Strangely the best way to understand what holds everything together is to smash it to bits. You take it and you just hit it really really hard. So hard that it falls apart and reveals what is inside.
It's how we understood what atoms are made of. There is a nucleus. The nucleus contains protons and neutrons but inside these protons and neutrons are three smaller particles. These are quarks and the strange thing about a quark is no one has ever seen one on its own.
If you try to pull a quark out of a proton a soliton forms. It is like a vortex but it has this strange elastic property and it pulls the quark back into the proton. It doesn't matter how hard you pull. You can never pull hard enough to beat this elastic band, this vortex. And that's what holds everything together.

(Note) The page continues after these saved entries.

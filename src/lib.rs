//! # Veilsocks
//!
//! A circumvention proxy made of two cooperating agents:
//!
//! - a **local agent** that speaks plain SOCKS5 to applications and forwards
//!   their traffic, stream-cipher encrypted, to
//! - a **server agent** that decrypts it, connects to the real destination
//!   and relays the responses back encrypted.
//!
//! ## Architecture
//!
//! ```text
//!  client ──SOCKS5──▶ LocalAgent ──[IV ‖ ciphertext]──▶ ServerAgent ──plain──▶ destination
//!         ◀─────────            ◀──[IV ‖ ciphertext]──             ◀────────
//!
//! ┌─────────────────────────────────────────────────────┐
//! │                    Proxy Layer                       │
//! │     (LocalAgent / ServerAgent state machines)        │
//! ├─────────────────────────────────────────────────────┤
//! │                    Relay Layer                       │
//! │   (RelayPipe, pending queues, connection watchdog)   │
//! ├─────────────────────────────────────────────────────┤
//! │                    Crypto Layer                      │
//! │  (method table, key derivation, cipher sessions)     │
//! ├─────────────────────────────────────────────────────┤
//! │                  Protocol Layer                      │
//! │        (address records, SOCKS5 wire format)         │
//! └─────────────────────────────────────────────────────┘
//! ```

pub mod config;
pub mod crypto;
pub mod protocol;
pub mod proxy;
pub mod relay;
pub mod transport;

pub use config::Config;
pub use proxy::{AgentContext, LocalAgent, ServerAgent};

/// Crate version
pub const VERSION: &str = env!("CARGO_PKG_VERSION");

/// Result type alias
pub type Result<T> = std::result::Result<T, Error>;

/// Main error type
#[derive(Debug, thiserror::Error)]
pub enum Error {
    #[error("IO error: {0}")]
    Io(#[from] std::io::Error),

    #[error("Crypto error: {0}")]
    Crypto(#[from] crypto::CryptoError),

    #[error("Protocol error: {0}")]
    Protocol(#[from] protocol::ProtocolError),

    #[error("Relay error: {0}")]
    Relay(#[from] relay::RelayError),

    #[error("Transport error: {0}")]
    Transport(#[from] transport::TransportError),

    #[error("Proxy error: {0}")]
    Proxy(#[from] proxy::ProxyError),

    #[error("Configuration error: {0}")]
    Config(String),
}
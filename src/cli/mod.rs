//! CLI interface for tradegraph
//!
//! Provides subcommands for:
//! - `run`: Execute a backtest for a bot definition file
//! - `compile`: Compile a bot definition and print the execution spec
//! - `config`: Show the effective configuration

mod compile;
mod run;

pub use compile::CompileArgs;
pub use run::RunArgs;

use clap::{Parser, Subcommand};

#[derive(Parser, Debug)]
#[command(name = "tradegraph")]
#[command(about = "Backtest orchestrator for agent-graph trading bots")]
#[command(version)]
pub struct Cli {
    #[command(subcommand)]
    pub command: Commands,

    /// Path to configuration file
    #[arg(short, long, default_value = "config.toml")]
    pub config: String,
}

#[derive(Subcommand, Debug)]
pub enum Commands {
    /// Execute a backtest for a bot definition file
    Run(RunArgs),
    /// Compile a bot definition and print the execution spec
    Compile(CompileArgs),
    /// Show the effective configuration
    Config,
}
//! Compile command implementation

use crate::bot::Bot;
use crate::compiler::compile;
use crate::config::Config;
use clap::Args;
use std::path::PathBuf;

#[derive(Args, Debug)]
pub struct CompileArgs {
    /// Bot definition file (JSON)
    #[arg(long)]
    pub bot: PathBuf,

    /// Pretty-print the execution spec
    #[arg(long)]
    pub pretty: bool,
}

impl CompileArgs {
    pub async fn execute(&self, config: Config) -> anyhow::Result<()> {
        let content = std::fs::read_to_string(&self.bot)?;
        let bot: Bot = serde_json::from_str(&content)?;

        let spec = compile(&bot.configuration, &config.pipeline)?;
        let json = if self.pretty {
            serde_json::to_string_pretty(&spec)?
        } else {
            spec.to_json()?
        };
        println!("{}", json);
        Ok(())
    }
}
//! Exposure policy synthesis
//!
//! Maps each asset to its maximum allowed portfolio share. The quote asset
//! always takes a fixed share; whatever remains is split evenly over the
//! configured tokens. The shares always sum to 1.0.

use std::collections::BTreeMap;

/// Share reserved for the quote asset
const QUOTE_SHARE: f64 = 0.6;

/// Share split across the traded tokens
const REMAINING_SHARE: f64 = 0.4;

/// Build the per-asset exposure policy
///
/// With no non-quote tokens configured, the whole remaining share falls to
/// `fallback_asset` so the policy still covers the full portfolio.
pub fn build_exposure_policy(
    tokens: &[String],
    quote_asset: &str,
    fallback_asset: &str,
) -> BTreeMap<String, f64> {
    let mut policy = BTreeMap::new();
    policy.insert(quote_asset.to_string(), QUOTE_SHARE);

    let other_tokens: Vec<&String> = tokens.iter().filter(|t| *t != quote_asset).collect();

    if other_tokens.is_empty() {
        policy.insert(fallback_asset.to_string(), REMAINING_SHARE);
        return policy;
    }

    let share = REMAINING_SHARE / other_tokens.len() as f64;
    for token in other_tokens {
        policy.insert(token.clone(), share);
    }

    policy
}
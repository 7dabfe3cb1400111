//! tradegraph: Backtest orchestrator for agent-graph trading bots
//!
//! This library provides the core components for:
//! - Bot configuration graphs and their storage
//! - Graph compilation into flattened execution specs
//! - Streaming backtest calls against the compute service
//! - Run lifecycle orchestration with sequence-numbered persistence
//! - Live event relay to interested callers
//! - Full observability stack

pub mod bot;
pub mod cli;
pub mod compiler;
pub mod compute;
pub mod config;
pub mod orchestrator;
pub mod store;
pub mod telemetry;
//! Inbound payload normalization
//!
//! The transport is loose about shapes: a trades event may carry a single
//! fill, a bare array, or a `{"trades": [...]}` wrapper; portfolio events
//! wrap their snapshots the same way. Normalization flattens all of them to
//! lists so every element can consume its own sequence number.

use crate::store::{PortfolioSnapshot, TradeFill};
use serde_json::Value;

/// Normalize a trades payload into individual fills
pub fn normalize_trades(payload: &Value) -> Result<Vec<TradeFill>, serde_json::Error> {
    if let Some(trades) = payload.get("trades") {
        return serde_json::from_value(trades.clone());
    }
    if payload.is_array() {
        return serde_json::from_value(payload.clone());
    }
    serde_json::from_value::<TradeFill>(payload.clone()).map(|fill| vec![fill])
}

/// Normalize a portfolio payload into individual snapshots
pub fn normalize_portfolio(payload: &Value) -> Result<Vec<PortfolioSnapshot>, serde_json::Error> {
    if let Some(entries) = payload.get("portfolio") {
        return serde_json::from_value(entries.clone());
    }
    if payload.is_array() {
        return serde_json::from_value(payload.clone());
    }
    serde_json::from_value::<PortfolioSnapshot>(payload.clone()).map(|snapshot| vec![snapshot])
}

/// Best-effort error message out of a compute error payload
pub fn error_message(payload: &Value) -> String {
    payload
        .get("error")
        .and_then(Value::as_str)
        .map(str::to_string)
        .unwrap_or_else(|| payload.to_string())
}

#[cfg(test)]
mod tests {
    use super::*;
    use crate::store::TradeSide;
    use serde_json::json;

    fn trade_json() -> Value {
        json!({
            "baseAsset": "ETH",
            "quoteAsset": "USDT",
            "side": "buy",
            "executedAmount": 0.5,
            "executedPrice": 3200.0,
            "totalCost": 1600.0,
            "fee": 1.6,
            "feeCurrency": "USDT",
            "success": true,
            "timestamp": "2024-03-01T12:00:00Z"
        })
    }

    fn snapshot_json() -> Value {
        json!({
            "positions": [],
            "totalValue": 10000,
            "weights": {"USDT": 1.0},
            "realizedPnL": {},
            "riskMetrics": {"volatility": 0.02, "exposure": {}}
        })
    }

    #[test]
    fn test_single_trade_normalized_to_list() {
        let fills = normalize_trades(&trade_json()).unwrap();
        assert_eq!(fills.len(), 1);
        assert_eq!(fills[0].side, TradeSide::Buy);
    }

    #[test]
    fn test_wrapped_trade_batch() {
        let payload = json!({ "trades": [trade_json(), trade_json(), trade_json()] });
        let fills = normalize_trades(&payload).unwrap();
        assert_eq!(fills.len(), 3);
    }

    #[test]
    fn test_bare_trade_array() {
        let payload = json!([trade_json(), trade_json()]);
        let fills = normalize_trades(&payload).unwrap();
        assert_eq!(fills.len(), 2);
    }

    #[test]
    fn test_malformed_trade_payload_is_error() {
        let payload = json!({"unexpected": true});
        assert!(normalize_trades(&payload).is_err());
    }

    #[test]
    fn test_wrapped_portfolio_entries() {
        let payload = json!({ "portfolio": [snapshot_json(), snapshot_json()] });
        let snapshots = normalize_portfolio(&payload).unwrap();
        assert_eq!(snapshots.len(), 2);
        assert_eq!(snapshots[0].weights["USDT"], 1.0);
    }

    #[test]
    fn test_single_portfolio_entry() {
        let snapshots = normalize_portfolio(&snapshot_json()).unwrap();
        assert_eq!(snapshots.len(), 1);
    }

    #[test]
    fn test_error_message_extraction() {
        assert_eq!(error_message(&json!({"error": "engine crashed"})), "engine crashed");
        assert_eq!(error_message(&json!({"code": 7})), r#"{"code":7}"#);
    }
}
//! Graph compiler
//!
//! Transforms a user-authored bot configuration graph into the flattened
//! [`ExecutionSpec`] the compute engine consumes: multi-asset feeds are
//! expanded per token, node references are rewritten to the expanded ids,
//! system prompts and the exposure policy are synthesized.
//!
//! Compilation is a pure function: no I/O, and the same configuration always
//! compiles to a byte-identical document.

mod exposure;
mod prompts;
mod spec;

pub use exposure::build_exposure_policy;
pub use prompts::{system_prompt, user_prompt, AgentRole};
pub use spec::{
    CompiledAgent, CompiledDataSource, CompiledPortfolioPolicy, Cortex, DataSourceSettings,
    ExecutionSpec, ExposurePolicy, ModelSettings, RiskManagementAgent,
};

use crate::bot::{BotConfiguration, NodeKind};
use crate::config::PipelineConfig;
use std::collections::{HashMap, HashSet};
use thiserror::Error;

/// Compiled node type tag for kline feeds
const KLINES_KIND: &str = "binance-klines";

/// Compiled node type tag for model-backed agents
const MODEL_KIND: &str = "ollama";

/// Volatility cap used when the portfolio node does not set a drawdown
const DEFAULT_MAX_VOLATILITY: f64 = 0.05;

/// Compilation errors
///
/// These are structural impossibilities in an already schema-validated
/// graph; none of them are recoverable by retrying.
#[derive(Debug, Error)]
pub enum CompileError {
    /// A node landed in a collection reserved for a different kind
    #[error("node '{id}' has kind {found:?}, expected {expected:?}")]
    MisplacedNode {
        id: String,
        expected: NodeKind,
        found: NodeKind,
    },
    /// A rewritten reference does not resolve inside the compiled pipeline
    #[error("input '{input}' on node '{node}' does not resolve to a compiled node")]
    DanglingReference { node: String, input: String },
}

/// Compile a bot configuration into an execution spec
pub fn compile(
    config: &BotConfiguration,
    pipeline: &PipelineConfig,
) -> Result<ExecutionSpec, CompileError> {
    // Expansion: multi-asset feeds become one compiled node per token.
    // The mapping records originalId -> [expandedId...] in token order.
    let mut expansion: HashMap<String, Vec<String>> = HashMap::new();
    let mut data_sources = Vec::new();

    for ds in &config.data_sources {
        if ds.kind != NodeKind::Data {
            return Err(CompileError::MisplacedNode {
                id: ds.id.clone(),
                expected: NodeKind::Data,
                found: ds.kind,
            });
        }

        let interval = ds
            .timeframe
            .clone()
            .unwrap_or_else(|| pipeline.default_interval.clone());

        if ds.data_source_type.is_multi_asset() {
            let expanded: Vec<String> = config
                .tokens
                .iter()
                .map(|token| format!("{}-{}", ds.id, token))
                .collect();
            expansion.insert(ds.id.clone(), expanded.clone());

            for (token, id) in config.tokens.iter().zip(expanded) {
                data_sources.push(CompiledDataSource {
                    name: "Binance KLines".to_string(),
                    id,
                    kind: KLINES_KIND.to_string(),
                    config: DataSourceSettings {
                        base_asset: token.clone(),
                        quote_asset: pipeline.quote_asset.clone(),
                        interval: interval.clone(),
                    },
                });
            }
        } else {
            expansion.insert(ds.id.clone(), vec![ds.id.clone()]);
            data_sources.push(CompiledDataSource {
                name: ds.name.clone(),
                id: ds.id.clone(),
                kind: KLINES_KIND.to_string(),
                config: DataSourceSettings {
                    base_asset: pipeline.fallback_asset.clone(),
                    quote_asset: pipeline.quote_asset.clone(),
                    interval,
                },
            });
        }
    }

    // Reference rewrite plus prompt synthesis for every agent node.
    let mut agents = Vec::new();
    for agent in &config.agents {
        if agent.kind != NodeKind::Agent {
            return Err(CompileError::MisplacedNode {
                id: agent.id.clone(),
                expected: NodeKind::Agent,
                found: agent.kind,
            });
        }

        let role = AgentRole::parse(&agent.role);
        agents.push(CompiledAgent {
            name: agent.name.clone(),
            id: agent.id.clone(),
            kind: MODEL_KIND.to_string(),
            tools: agent.tools.clone(),
            input_channels: rewrite_inputs(&agent.inputs, &expansion),
            prompt: user_prompt(&agent.prompt).to_string(),
            system_prompt: system_prompt(&role).to_string(),
            model: pipeline.model.clone(),
            config: ModelSettings {
                model_url: pipeline.model_url.clone(),
            },
        });
    }

    // Exposure-policy synthesis.
    let max_volatility = config
        .portfolio
        .as_ref()
        .and_then(|p| p.max_drawdown)
        .unwrap_or(DEFAULT_MAX_VOLATILITY);

    let portfolio = CompiledPortfolioPolicy {
        risk_management_agent: RiskManagementAgent {
            policy: ExposurePolicy {
                max_volatility,
                max_exposure_per_asset: build_exposure_policy(
                    &config.tokens,
                    &pipeline.quote_asset,
                    &pipeline.fallback_asset,
                ),
            },
            model: pipeline.model.clone(),
            kind: MODEL_KIND.to_string(),
            config: ModelSettings {
                model_url: pipeline.model_url.clone(),
            },
        },
    };

    // Cortex wiring: the portfolio node's rewritten inputs become the
    // pipeline's top-level input channels.
    let cortex = Cortex {
        input_channels: config
            .portfolio
            .as_ref()
            .map(|p| rewrite_inputs(&p.inputs, &expansion))
            .unwrap_or_default(),
    };

    let spec = ExecutionSpec {
        transport_url: pipeline.transport_url.clone(),
        data_sources,
        agents,
        portfolio,
        cortex,
    };

    check_references(&spec)?;
    Ok(spec)
}

/// Splice expanded ids into a consumer's input list
///
/// Ids present in the expansion mapping are replaced in place by the full
/// ordered expansion; everything else passes through unchanged.
fn rewrite_inputs(inputs: &[String], expansion: &HashMap<String, Vec<String>>) -> Vec<String> {
    let mut rewritten = Vec::with_capacity(inputs.len());
    for input in inputs {
        match expansion.get(input) {
            Some(expanded) => rewritten.extend(expanded.iter().cloned()),
            None => rewritten.push(input.clone()),
        }
    }
    rewritten
}

/// Verify that every reference in the compiled pipeline resolves to a node
/// that exists in the pipeline itself
fn check_references(spec: &ExecutionSpec) -> Result<(), CompileError> {
    let known: HashSet<&str> = spec.node_ids().into_iter().collect();

    for agent in &spec.agents {
        for input in &agent.input_channels {
            if !known.contains(input.as_str()) {
                return Err(CompileError::DanglingReference {
                    node: agent.id.clone(),
                    input: input.clone(),
                });
            }
        }
    }

    for input in &spec.cortex.input_channels {
        if !known.contains(input.as_str()) {
            return Err(CompileError::DanglingReference {
                node: "cortex".to_string(),
                input: input.clone(),
            });
        }
    }

    Ok(())
}

#[cfg(test)]
mod tests {
    use super::*;
    use crate::bot::{AgentNode, DataSourceKind, DataSourceNode, PortfolioNode};

    fn kucoin_source(id: &str) -> DataSourceNode {
        DataSourceNode {
            id: id.to_string(),
            name: "KuCoin Feed".to_string(),
            kind: NodeKind::Data,
            inputs: vec![],
            data_source_type: DataSourceKind::Kucoin,
            timeframe: None,
            market_type: None,
        }
    }

    fn agent(id: &str, inputs: &[&str]) -> AgentNode {
        AgentNode {
            id: id.to_string(),
            name: format!("agent {}", id),
            kind: NodeKind::Agent,
            inputs: inputs.iter().map(|s| s.to_string()).collect(),
            role: String::new(),
            prompt: String::new(),
            provider: String::new(),
            tools: None,
        }
    }

    fn portfolio(inputs: &[&str]) -> PortfolioNode {
        PortfolioNode {
            id: "p1".to_string(),
            name: "Risk".to_string(),
            kind: NodeKind::Portfolio,
            inputs: inputs.iter().map(|s| s.to_string()).collect(),
            risk_level: None,
            max_drawdown: None,
            max_exposure_per_asset: None,
            stop_loss: None,
            take_profit: None,
        }
    }

    fn two_token_config() -> BotConfiguration {
        BotConfiguration {
            tokens: vec!["ETH".to_string(), "BTC".to_string()],
            data_sources: vec![kucoin_source("ds1")],
            executer: None,
            portfolio: Some(portfolio(&["ds1"])),
            agents: vec![agent("agent1", &["ds1"])],
        }
    }

    #[test]
    fn test_multi_asset_expansion() {
        let spec = compile(&two_token_config(), &PipelineConfig::default()).unwrap();

        assert_eq!(spec.data_sources.len(), 2);
        assert_eq!(spec.data_sources[0].id, "ds1-ETH");
        assert_eq!(spec.data_sources[1].id, "ds1-BTC");
        assert_eq!(spec.data_sources[0].config.base_asset, "ETH");
        assert_eq!(spec.data_sources[0].config.quote_asset, "USDT");
        assert_eq!(spec.data_sources[0].config.interval, "12h");
    }

    #[test]
    fn test_reference_rewrite_preserves_token_order() {
        let spec = compile(&two_token_config(), &PipelineConfig::default()).unwrap();

        assert_eq!(spec.agents[0].input_channels, vec!["ds1-ETH", "ds1-BTC"]);
        assert_eq!(spec.cortex.input_channels, vec!["ds1-ETH", "ds1-BTC"]);
    }

    #[test]
    fn test_agent_references_pass_through() {
        let mut config = two_token_config();
        config.agents.push(agent("agent2", &["agent1", "ds1"]));

        let spec = compile(&config, &PipelineConfig::default()).unwrap();
        assert_eq!(
            spec.agents[1].input_channels,
            vec!["agent1", "ds1-ETH", "ds1-BTC"]
        );
    }

    #[test]
    fn test_exposure_policy_example() {
        let spec = compile(&two_token_config(), &PipelineConfig::default()).unwrap();
        let policy = &spec.portfolio.risk_management_agent.policy;

        assert_eq!(policy.max_exposure_per_asset["USDT"], 0.6);
        assert_eq!(policy.max_exposure_per_asset["ETH"], 0.2);
        assert_eq!(policy.max_exposure_per_asset["BTC"], 0.2);
        assert_eq!(policy.max_volatility, 0.05);
    }

    #[test]
    fn test_max_volatility_from_portfolio_node() {
        let mut config = two_token_config();
        config.portfolio.as_mut().unwrap().max_drawdown = Some(0.12);

        let spec = compile(&config, &PipelineConfig::default()).unwrap();
        assert_eq!(spec.portfolio.risk_management_agent.policy.max_volatility, 0.12);
    }

    #[test]
    fn test_prompt_synthesis() {
        let mut config = two_token_config();
        config.agents[0].role = "portfolio_optimizer".to_string();
        config.agents[0].prompt = "Summarize the reports".to_string();

        let spec = compile(&config, &PipelineConfig::default()).unwrap();
        assert!(spec.agents[0].system_prompt.contains("RISE or FALL"));
        assert_eq!(spec.agents[0].prompt, "Summarize the reports");
    }

    #[test]
    fn test_empty_prompt_gets_default() {
        let spec = compile(&two_token_config(), &PipelineConfig::default()).unwrap();
        assert_eq!(spec.agents[0].prompt, "Analyze the current kline data");
    }

    #[test]
    fn test_single_asset_source_passes_through() {
        let mut config = two_token_config();
        config.data_sources.push(DataSourceNode {
            id: "news1".to_string(),
            name: "News Feed".to_string(),
            kind: NodeKind::Data,
            inputs: vec![],
            data_source_type: DataSourceKind::News,
            timeframe: Some("1h".to_string()),
            market_type: None,
        });
        config.agents[0].inputs.push("news1".to_string());

        let spec = compile(&config, &PipelineConfig::default()).unwrap();
        assert_eq!(spec.data_sources.len(), 3);
        assert_eq!(spec.data_sources[2].id, "news1");
        assert_eq!(spec.data_sources[2].config.interval, "1h");
        assert_eq!(
            spec.agents[0].input_channels,
            vec!["ds1-ETH", "ds1-BTC", "news1"]
        );
    }

    #[test]
    fn test_compilation_is_deterministic() {
        let config = two_token_config();
        let pipeline = PipelineConfig::default();

        let first = compile(&config, &pipeline).unwrap().to_json().unwrap();
        let second = compile(&config, &pipeline).unwrap().to_json().unwrap();
        assert_eq!(first, second);
    }

    #[test]
    fn test_no_portfolio_empty_cortex() {
        let mut config = two_token_config();
        config.portfolio = None;

        let spec = compile(&config, &PipelineConfig::default()).unwrap();
        assert!(spec.cortex.input_channels.is_empty());
    }

    #[test]
    fn test_misplaced_node_rejected() {
        let mut config = two_token_config();
        config.agents[0].kind = NodeKind::Executer;

        let err = compile(&config, &PipelineConfig::default()).unwrap_err();
        assert!(matches!(err, CompileError::MisplacedNode { .. }));
    }

    #[test]
    fn test_dangling_reference_rejected() {
        let mut config = two_token_config();
        config.agents[0].inputs.push("ghost".to_string());

        let err = compile(&config, &PipelineConfig::default()).unwrap_err();
        match err {
            CompileError::DanglingReference { node, input } => {
                assert_eq!(node, "agent1");
                assert_eq!(input, "ghost");
            }
            other => panic!("unexpected error: {other}"),
        }
    }

    #[test]
    fn test_expansion_with_no_tokens() {
        let mut config = two_token_config();
        config.tokens.clear();
        config.agents[0].inputs.clear();
        config.portfolio.as_mut().unwrap().inputs = vec!["agent1".to_string()];

        let spec = compile(&config, &PipelineConfig::default()).unwrap();
        // A multi-asset source with zero tokens expands to nothing.
        assert!(spec.data_sources.is_empty());
        let policy = &spec.portfolio.risk_management_agent.policy;
        assert_eq!(policy.max_exposure_per_asset["ETH"], 0.4);
        assert_eq!(policy.max_exposure_per_asset["USDT"], 0.6);
    }
}
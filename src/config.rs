//! Configuration types for tradegraph

use serde::Deserialize;
use std::time::Duration;

/// Root configuration structure
#[derive(Debug, Clone, Deserialize, Default)]
pub struct Config {
    #[serde(default)]
    pub compute: ComputeConfig,
    #[serde(default)]
    pub pipeline: PipelineConfig,
    #[serde(default)]
    pub orchestrator: OrchestratorConfig,
    #[serde(default)]
    pub telemetry: TelemetryConfig,
}

/// Compute service connection configuration
#[derive(Debug, Clone, Deserialize)]
pub struct ComputeConfig {
    /// WebSocket URL of the compute engine
    #[serde(default = "default_compute_url")]
    pub url: String,

    /// Hard deadline for one backtest run (seconds)
    #[serde(default = "default_deadline_secs")]
    pub deadline_secs: u64,
}

fn default_compute_url() -> String {
    "ws://localhost:50051/backtest".to_string()
}
fn default_deadline_secs() -> u64 {
    1800 // 30 minutes
}

impl Default for ComputeConfig {
    fn default() -> Self {
        Self {
            url: default_compute_url(),
            deadline_secs: default_deadline_secs(),
        }
    }
}

impl ComputeConfig {
    /// Run deadline as a [`Duration`]
    pub fn deadline(&self) -> Duration {
        Duration::from_secs(self.deadline_secs)
    }
}

/// Pipeline compilation configuration
#[derive(Debug, Clone, Deserialize)]
pub struct PipelineConfig {
    /// Quote asset every expanded data source trades against
    #[serde(default = "default_quote_asset")]
    pub quote_asset: String,

    /// Asset that absorbs the remaining exposure share when the
    /// configuration holds no tradable tokens
    #[serde(default = "default_fallback_asset")]
    pub fallback_asset: String,

    /// Message transport URL baked into the compiled pipeline
    #[serde(default = "default_transport_url")]
    pub transport_url: String,

    /// Model identifier assigned to every compiled agent
    #[serde(default = "default_model")]
    pub model: String,

    /// Inference endpoint assigned to every compiled agent
    #[serde(default = "default_model_url")]
    pub model_url: String,

    /// Candle interval used when a data source does not specify one
    #[serde(default = "default_interval")]
    pub default_interval: String,
}

fn default_quote_asset() -> String {
    "USDT".to_string()
}
fn default_fallback_asset() -> String {
    "ETH".to_string()
}
fn default_transport_url() -> String {
    "amqp://localhost".to_string()
}
fn default_model() -> String {
    "qwen3:0.6b".to_string()
}
fn default_model_url() -> String {
    "http://127.0.0.1:11434".to_string()
}
fn default_interval() -> String {
    "12h".to_string()
}

impl Default for PipelineConfig {
    fn default() -> Self {
        Self {
            quote_asset: default_quote_asset(),
            fallback_asset: default_fallback_asset(),
            transport_url: default_transport_url(),
            model: default_model(),
            model_url: default_model_url(),
            default_interval: default_interval(),
        }
    }
}

/// Orchestrator behaviour configuration
#[derive(Debug, Clone, Deserialize)]
pub struct OrchestratorConfig {
    /// Delay between the synthetic preparing-progress events (ms)
    #[serde(default = "default_prepare_step_delay_ms")]
    pub prepare_step_delay_ms: u64,
}

fn default_prepare_step_delay_ms() -> u64 {
    400
}

impl Default for OrchestratorConfig {
    fn default() -> Self {
        Self {
            prepare_step_delay_ms: default_prepare_step_delay_ms(),
        }
    }
}

impl OrchestratorConfig {
    /// Preparing-step delay as a [`Duration`]
    pub fn prepare_step_delay(&self) -> Duration {
        Duration::from_millis(self.prepare_step_delay_ms)
    }
}

/// Telemetry configuration
#[derive(Debug, Clone, Deserialize)]
pub struct TelemetryConfig {
    #[serde(default = "default_metrics_port")]
    pub metrics_port: u16,
    #[serde(default = "default_log_level")]
    pub log_level: String,
}

fn default_metrics_port() -> u16 {
    9090
}
fn default_log_level() -> String {
    "info".to_string()
}

impl Default for TelemetryConfig {
    fn default() -> Self {
        Self {
            metrics_port: default_metrics_port(),
            log_level: default_log_level(),
        }
    }
}

impl Config {
    /// Load configuration from a TOML file
    pub fn load(path: impl AsRef<std::path::Path>) -> anyhow::Result<Self> {
        let content = std::fs::read_to_string(path)?;
        let config: Config = toml::from_str(&content)?;
        Ok(config)
    }
}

There are sophisticated computer simulations that show this soliton forming around quarks. Remarkably it really does look like a couple of marbles and an elastic band. If quarks weren't trapped inside protons then everything would fall apart.
The whole universe depends on these solitons existing.
[David Tong discusses formulas with students]
Other particles don't form solitons when you hit them. So why does it happen for quarks, why is it just quarks that get trapped? No one knows.
[Tong discusses QCD (Quantum ChromoDynamics) with a student]
It is a complete mystery. For 40 years scientists have been working on this and no one has figured out the answer yet.
It was recently voted one of the seven most important problems in mathematics. There is a prize of a million dollars for anyone who can solve it. And yet it remains as mysterious as ever.
When I have got to solve a problem this hard, I take long long baths, I have long walks. Sit down and stare at a piece of paper for hours on end trying to even think about the equation that I put on top of the paper.
I try and scribble equation after equation just seeing if there is some thread of the equation that I can pull off, somewhere to start, somewhere to start unravelling the difficulties of this problem.
I've got a football in my office that I kick around outside. Kicking the football helps me think.
For the last 5 years I have been thinking about this. Trying to figure out why those quarks get stuck inside the protons. But it is such a hard problem. So instead I took a slight sidestep. I started thinking about other particles and how those particles would interact with each other. And there everything worked perfectly. I understood how the solitons would form and how they would move, how the solitons would trap those particles and stop them escaping. It was a beautiful, excellent solution. Unfortunately it was the solution to the wrong problem.
I feel that there should be a simple solution to this problem, that there should be a solution as easy as describing the vortex in my bath water. But without it there is something really fundamental and important about our universe that we don't understand. And that really bugs the hell out of me.